> [What you have to do]
Gather the lines from the material that contain "InvalidTicketUrl".

> [Source material]
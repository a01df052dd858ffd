//! Edge validation for user-entered values, and the view-side ticket URL
//! edit buffer.
//!
//! Values are checked here before any remote call is issued. The
//! [`TicketUrlEdit`] buffer is the only state a view holds for an
//! incident: it is transient, and is reconciled against the store after a
//! save.

use crate::error::ValidationError;

/// Normalizes a user-entered ticket URL.
///
/// Surrounding whitespace is ignored. An empty input means "clear the
/// ticket" and yields `Ok(None)`; anything else must be an absolute URL.
///
/// # Errors
///
/// Returns [`ValidationError::InvalidTicketUrl`] if the input is
/// non-empty and does not parse as an absolute URL.
pub fn normalize_ticket_url(input: &str) -> Result<Option<String>, ValidationError> {
    let trimmed = input.trim();
    if trimmed.is_empty() {
        return Ok(None);
    }
    url::Url::parse(trimmed).map_err(|err| ValidationError::InvalidTicketUrl {
        url: trimmed.to_string(),
        reason: err.to_string(),
    })?;
    Ok(Some(trimmed.to_string()))
}

/// What saving a [`TicketUrlEdit`] asks the backend to do.
#[derive(Debug, Clone, PartialEq, Eq)]
pub enum TicketUrlSave {
    /// The buffer was not edited; nothing to send.
    Unchanged,
    /// Store this URL.
    Set(String),
    /// Remove the ticket link.
    Clear,
}

impl TicketUrlSave {
    /// Returns the string to send to the backend, `""` meaning clear.
    /// `None` when there is nothing to send.
    #[must_use]
    pub fn as_request(&self) -> Option<&str> {
        match self {
            Self::Unchanged => None,
            Self::Set(url) => Some(url),
            Self::Clear => Some(""),
        }
    }
}

/// In-progress edit of one incident's ticket URL.
#[derive(Debug, Clone, PartialEq, Eq)]
pub struct TicketUrlEdit {
    buffer: String,
    editing: bool,
    changed: bool,
}

impl TicketUrlEdit {
    /// Starts from the store's current value.
    #[must_use]
    pub fn new(current: Option<&str>) -> Self {
        Self {
            buffer: current.unwrap_or_default().to_string(),
            editing: false,
            changed: false,
        }
    }

    /// Current buffer contents.
    #[must_use]
    pub fn value(&self) -> &str {
        &self.buffer
    }

    /// Whether the field is in edit mode.
    #[must_use]
    pub const fn is_editing(&self) -> bool {
        self.editing
    }

    /// Enters edit mode without changing the value.
    pub fn begin(&mut self) {
        self.editing = true;
    }

    /// Replaces the buffer contents and enters edit mode.
    pub fn set(&mut self, value: impl Into<String>) {
        self.buffer = value.into();
        self.editing = true;
        self.changed = true;
    }

    /// Validation error for the current buffer, if any.
    #[must_use]
    pub fn error(&self) -> Option<ValidationError> {
        normalize_ticket_url(&self.buffer).err()
    }

    /// Leaves edit mode and reports what should be sent.
    ///
    /// # Errors
    ///
    /// Returns the validation error and stays in edit mode if the buffer
    /// holds an invalid URL.
    pub fn save(&mut self) -> Result<TicketUrlSave, ValidationError> {
        if !self.changed {
            self.editing = false;
            return Ok(TicketUrlSave::Unchanged);
        }
        let normalized = normalize_ticket_url(&self.buffer)?;
        self.editing = false;
        self.changed = false;
        Ok(match normalized {
            Some(url) => TicketUrlSave::Set(url),
            None => TicketUrlSave::Clear,
        })
    }

    /// Discards local edits in favour of the store's value. Does nothing
    /// while the user is editing.
    pub fn reconcile(&mut self, canonical: Option<&str>) {
        if !self.editing {
            self.buffer = canonical.unwrap_or_default().to_string();
            self.changed = false;
        }
    }
}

> [Task result]
/// Returns [`ValidationError::InvalidTicketUrl`] if the input is
    url::Url::parse(trimmed).map_err(|err| ValidationError::InvalidTicketUrl {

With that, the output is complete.